Historicism or historism comprises artistic styles that draw their inspiration from recreating historic styles or imitating the work of historic artists and artisans. This is especially common in architecture, where there are many different styles of Revival architecture, which dominated large buildings in the 19th century. Through a combination of different styles or the implementation of new elements, historicism can create completely different aesthetics than former styles. Thus, it offers a great variety of possible designs.

==Overview==

In the history of art, after Neoclassicism which in the Romantic era could itself be considered a historicist movement, the 19th century included a new historicist phase characterized by an interpretation not only of Greek and Roman classicism, but also of succeeding stylistic eras, which were increasingly respected. In particular in architecture and in the genre of history painting, in which historical subjects were treated with great attention to accurate period detail, the global influence of historicism was especially strong from the 1850s onwards.

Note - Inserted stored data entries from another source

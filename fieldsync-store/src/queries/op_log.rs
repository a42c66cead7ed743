//! The pending operation log: enqueue with idempotency de-duplication,
//! eligibility queries, status transitions, dependency edges, cascading
//! withdrawal, and crash requeue.

use std::collections::{BTreeSet, VecDeque};
use std::str::FromStr;

use rusqlite::{params, Connection, OptionalExtension};

use fieldsync_core::errors::FieldsyncResult;
use fieldsync_core::id::{BlobId, EntityId, OperationId};
use fieldsync_core::op::{OpKind, OpStatus, PendingOperation};

use super::parse_ts;
use crate::to_store_err;

/// Append an operation and its dependency edges in one transaction.
///
/// De-duplication: when an operation with the same idempotency key already
/// exists with non-terminal status, this is a no-op returning the existing
/// id. That is what absorbs a UI action retried before the first attempt
/// has synced.
pub fn enqueue(conn: &Connection, op: &PendingOperation) -> FieldsyncResult<OperationId> {
    let existing: Option<String> = conn
        .query_row(
            "SELECT operation_id FROM pending_ops
             WHERE idempotency_key = ?1 AND status IN ('pending', 'in_flight')",
            params![op.idempotency_key],
            |row| row.get(0),
        )
        .optional()
        .map_err(|e| to_store_err(e.to_string()))?;
    if let Some(id) = existing {
        let id = OperationId::from_str(&id).map_err(|e| to_store_err(e.to_string()))?;
        tracing::debug!(operation_id = %id, "enqueue absorbed by idempotency key");
        return Ok(id);
    }

    let tx = conn
        .unchecked_transaction()
        .map_err(|e| to_store_err(format!("enqueue begin: {e}")))?;

    tx.execute(
        "INSERT INTO pending_ops (
            operation_id, kind, target, entity_type, service_id, payload,
            blob_id, status, priority, attempt_count, next_eligible_at,
            idempotency_key, last_error, created_at
        ) VALUES (?1, ?2, ?3, ?4, ?5, ?6, ?7, ?8, ?9, ?10, ?11, ?12, ?13, ?14)",
        params![
            op.operation_id.to_string(),
            op.kind.as_str(),
            op.target.to_string(),
            op.entity_type,
            op.service_id,
            op.payload.to_string(),
            op.blob_id.map(|b| b.to_string()),
            op.status.as_str(),
            op.priority,
            op.attempt_count,
            op.next_eligible_at.to_rfc3339(),
            op.idempotency_key,
            op.last_error,
            op.created_at.to_rfc3339(),
        ],
    )
    .map_err(|e| to_store_err(e.to_string()))?;

    for dep in &op.dependencies {
        tx.execute(
            "INSERT OR IGNORE INTO op_deps (op_id, depends_on) VALUES (?1, ?2)",
            params![op.operation_id.to_string(), dep.to_string()],
        )
        .map_err(|e| to_store_err(e.to_string()))?;
    }

    tx.commit()
        .map_err(|e| to_store_err(format!("enqueue commit: {e}")))?;
    Ok(op.operation_id)
}

pub fn get_op(conn: &Connection, id: &OperationId) -> FieldsyncResult<Option<PendingOperation>> {
    let row = conn
        .query_row(
            &format!("{SELECT_OP} WHERE operation_id = ?1"),
            params![id.to_string()],
            row_to_parts,
        )
        .optional()
        .map_err(|e| to_store_err(e.to_string()))?;
    match row {
        Some(parts) => {
            let mut op = parts_to_op(parts)?;
            op.dependencies = load_deps(conn, &op.operation_id)?;
            Ok(Some(op))
        }
        None => Ok(None),
    }
}

/// Eligible operations: pending, past their backoff window, with no
/// non-synced dependency. An edge onto a removed operation does not block
/// (removal cascades through dependents, so a dangling edge can only point
/// at something that was withdrawn together with its graph).
pub fn eligible(
    conn: &Connection,
    now: chrono::DateTime<chrono::Utc>,
    limit: usize,
) -> FieldsyncResult<Vec<PendingOperation>> {
    let mut stmt = conn
        .prepare(&format!(
            "{SELECT_OP}
             WHERE status = 'pending'
               AND next_eligible_at <= ?1
               AND NOT EXISTS (
                   SELECT 1 FROM op_deps d
                   JOIN pending_ops p ON p.operation_id = d.depends_on
                   WHERE d.op_id = pending_ops.operation_id
                     AND p.status != 'synced'
               )
             ORDER BY priority DESC, seq ASC
             LIMIT ?2"
        ))
        .map_err(|e| to_store_err(e.to_string()))?;
    let rows = stmt
        .query_map(params![now.to_rfc3339(), limit as i64], row_to_parts)
        .map_err(|e| to_store_err(e.to_string()))?;

    let mut ops = Vec::new();
    for row in rows {
        let parts = row.map_err(|e| to_store_err(e.to_string()))?;
        let mut op = parts_to_op(parts)?;
        op.dependencies = load_deps(conn, &op.operation_id)?;
        ops.push(op);
    }
    Ok(ops)
}

/// pending → in_flight, bumping the attempt counter. Returns the attempt
/// count including this attempt. Errors if the operation is not pending.
pub fn mark_in_flight(conn: &Connection, id: &OperationId) -> FieldsyncResult<u32> {
    let changed = conn
        .execute(
            "UPDATE pending_ops
             SET status = 'in_flight', attempt_count = attempt_count + 1
             WHERE operation_id = ?1 AND status = 'pending'",
            params![id.to_string()],
        )
        .map_err(|e| to_store_err(e.to_string()))?;
    if changed == 0 {
        return Err(to_store_err(format!(
            "operation {id} is not pending, cannot dispatch"
        )));
    }
    conn.query_row(
        "SELECT attempt_count FROM pending_ops WHERE operation_id = ?1",
        params![id.to_string()],
        |row| row.get(0),
    )
    .map_err(|e| to_store_err(e.to_string()))
}

pub fn mark_synced(conn: &Connection, id: &OperationId) -> FieldsyncResult<()> {
    conn.execute(
        "UPDATE pending_ops SET status = 'synced', last_error = NULL
         WHERE operation_id = ?1",
        params![id.to_string()],
    )
    .map_err(|e| to_store_err(e.to_string()))?;
    Ok(())
}

pub fn mark_failed(
    conn: &Connection,
    id: &OperationId,
    error: &str,
    next_eligible_at: chrono::DateTime<chrono::Utc>,
    terminal: bool,
) -> FieldsyncResult<()> {
    let status = if terminal { "failed" } else { "pending" };
    conn.execute(
        "UPDATE pending_ops
         SET status = ?2, last_error = ?3, next_eligible_at = ?4
         WHERE operation_id = ?1",
        params![
            id.to_string(),
            status,
            error,
            next_eligible_at.to_rfc3339()
        ],
    )
    .map_err(|e| to_store_err(e.to_string()))?;
    Ok(())
}

pub fn dependents_of(conn: &Connection, id: &OperationId) -> FieldsyncResult<Vec<OperationId>> {
    let mut stmt = conn
        .prepare("SELECT op_id FROM op_deps WHERE depends_on = ?1")
        .map_err(|e| to_store_err(e.to_string()))?;
    let rows = stmt
        .query_map(params![id.to_string()], |row| row.get::<_, String>(0))
        .map_err(|e| to_store_err(e.to_string()))?;

    let mut deps = Vec::new();
    for row in rows {
        let raw = row.map_err(|e| to_store_err(e.to_string()))?;
        deps.push(OperationId::from_str(&raw).map_err(|e| to_store_err(e.to_string()))?);
    }
    Ok(deps)
}

/// Non-terminal operations targeting an entity, in creation order.
pub fn ops_for_target(
    conn: &Connection,
    target: &EntityId,
) -> FieldsyncResult<Vec<PendingOperation>> {
    let mut stmt = conn
        .prepare(&format!(
            "{SELECT_OP}
             WHERE target = ?1 AND status IN ('pending', 'in_flight')
             ORDER BY seq ASC"
        ))
        .map_err(|e| to_store_err(e.to_string()))?;
    let rows = stmt
        .query_map(params![target.to_string()], row_to_parts)
        .map_err(|e| to_store_err(e.to_string()))?;

    let mut ops = Vec::new();
    for row in rows {
        let parts = row.map_err(|e| to_store_err(e.to_string()))?;
        let mut op = parts_to_op(parts)?;
        op.dependencies = load_deps(conn, &op.operation_id)?;
        ops.push(op);
    }
    Ok(ops)
}

/// Withdraw an operation and every not-yet-dispatched transitive dependent.
/// Only `pending` operations are removed; anything already in flight is
/// left to complete and reconcile.
pub fn remove_with_dependents(conn: &Connection, id: &OperationId) -> FieldsyncResult<usize> {
    let mut to_visit = VecDeque::from([*id]);
    let mut doomed: BTreeSet<OperationId> = BTreeSet::new();

    while let Some(current) = to_visit.pop_front() {
        if !doomed.insert(current) {
            continue;
        }
        for dependent in dependents_of(conn, &current)? {
            to_visit.push_back(dependent);
        }
    }

    let tx = conn
        .unchecked_transaction()
        .map_err(|e| to_store_err(format!("withdraw begin: {e}")))?;
    let mut removed = 0usize;
    for op_id in &doomed {
        let changed = tx
            .execute(
                "DELETE FROM pending_ops WHERE operation_id = ?1 AND status = 'pending'",
                params![op_id.to_string()],
            )
            .map_err(|e| to_store_err(e.to_string()))?;
        if changed > 0 {
            removed += changed;
            tx.execute(
                "DELETE FROM op_deps WHERE op_id = ?1 OR depends_on = ?1",
                params![op_id.to_string()],
            )
            .map_err(|e| to_store_err(e.to_string()))?;
        }
    }
    tx.commit()
        .map_err(|e| to_store_err(format!("withdraw commit: {e}")))?;
    Ok(removed)
}

/// Crash resumption: anything left in_flight by a dead process goes back to
/// pending. Idempotency keys make the re-dispatch safe.
pub fn requeue_in_flight(conn: &Connection) -> FieldsyncResult<usize> {
    let changed = conn
        .execute(
            "UPDATE pending_ops SET status = 'pending' WHERE status = 'in_flight'",
            [],
        )
        .map_err(|e| to_store_err(e.to_string()))?;
    Ok(changed)
}

pub fn count_by_status(conn: &Connection, status: OpStatus) -> FieldsyncResult<usize> {
    conn.query_row(
        "SELECT COUNT(*) FROM pending_ops WHERE status = ?1",
        params![status.as_str()],
        |row| row.get::<_, i64>(0),
    )
    .map(|n| n as usize)
    .map_err(|e| to_store_err(e.to_string()))
}

const SELECT_OP: &str = "SELECT operation_id, kind, target, entity_type, service_id, payload,
        blob_id, status, priority, attempt_count, next_eligible_at,
        idempotency_key, last_error, created_at, seq
 FROM pending_ops";

#[allow(clippy::type_complexity)]
type OpParts = (
    String,         // operation_id
    String,         // kind
    String,         // target
    String,         // entity_type
    String,         // service_id
    String,         // payload
    Option<String>, // blob_id
    String,         // status
    i64,            // priority
    u32,            // attempt_count
    String,         // next_eligible_at
    String,         // idempotency_key
    Option<String>, // last_error
    String,         // created_at
    i64,            // seq
);

fn row_to_parts(row: &rusqlite::Row<'_>) -> rusqlite::Result<OpParts> {
    Ok((
        row.get(0)?,
        row.get(1)?,
        row.get(2)?,
        row.get(3)?,
        row.get(4)?,
        row.get(5)?,
        row.get(6)?,
        row.get(7)?,
        row.get(8)?,
        row.get(9)?,
        row.get(10)?,
        row.get(11)?,
        row.get(12)?,
        row.get(13)?,
        row.get(14)?,
    ))
}

fn parts_to_op(parts: OpParts) -> FieldsyncResult<PendingOperation> {
    let (
        operation_id,
        kind,
        target,
        entity_type,
        service_id,
        payload,
        blob_id,
        status,
        priority,
        attempt_count,
        next_eligible_at,
        idempotency_key,
        last_error,
        created_at,
        seq,
    ) = parts;
    Ok(PendingOperation {
        operation_id: OperationId::from_str(&operation_id)
            .map_err(|e| to_store_err(e.to_string()))?,
        kind: OpKind::parse(&kind).ok_or_else(|| to_store_err(format!("unknown kind {kind:?}")))?,
        target: EntityId::parse(&target),
        entity_type,
        service_id,
        payload: serde_json::from_str(&payload).map_err(|e| to_store_err(e.to_string()))?,
        blob_id: blob_id
            .map(|b| BlobId::from_str(&b))
            .transpose()
            .map_err(|e| to_store_err(e.to_string()))?,
        dependencies: BTreeSet::new(),
        status: OpStatus::parse(&status)
            .ok_or_else(|| to_store_err(format!("unknown status {status:?}")))?,
        priority,
        attempt_count,
        next_eligible_at: parse_ts(&next_eligible_at)?,
        idempotency_key,
        last_error,
        created_at: parse_ts(&created_at)?,
        seq,
    })
}

fn load_deps(conn: &Connection, id: &OperationId) -> FieldsyncResult<BTreeSet<OperationId>> {
    let mut stmt = conn
        .prepare("SELECT depends_on FROM op_deps WHERE op_id = ?1")
        .map_err(|e| to_store_err(e.to_string()))?;
    let rows = stmt
        .query_map(params![id.to_string()], |row| row.get::<_, String>(0))
        .map_err(|e| to_store_err(e.to_string()))?;

    let mut deps = BTreeSet::new();
    for row in rows {
        let raw = row.map_err(|e| to_store_err(e.to_string()))?;
        deps.insert(OperationId::from_str(&raw).map_err(|e| to_store_err(e.to_string()))?);
    }
    Ok(deps)
}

The change is often related to the rise of the bourgeoisie during and after the Industrial Revolution. By the end of the century, in the fin de siècle, Symbolism and Art Nouveau followed by Expressionism and Modernism acted to make Historicism look outdated, although many large public commissions continued in the 20th century. The Arts and Crafts style managed to combine a looser vernacular historicism with elements of Art Nouveau and other contemporary styles.

The influence of historicism remained strong until the 1950s in many countries. When postmodern architecture became widely popular during the 1980s, a Neohistorism style followed, that is still prominent and can be found around the world, especially in representative and upper-class buildings.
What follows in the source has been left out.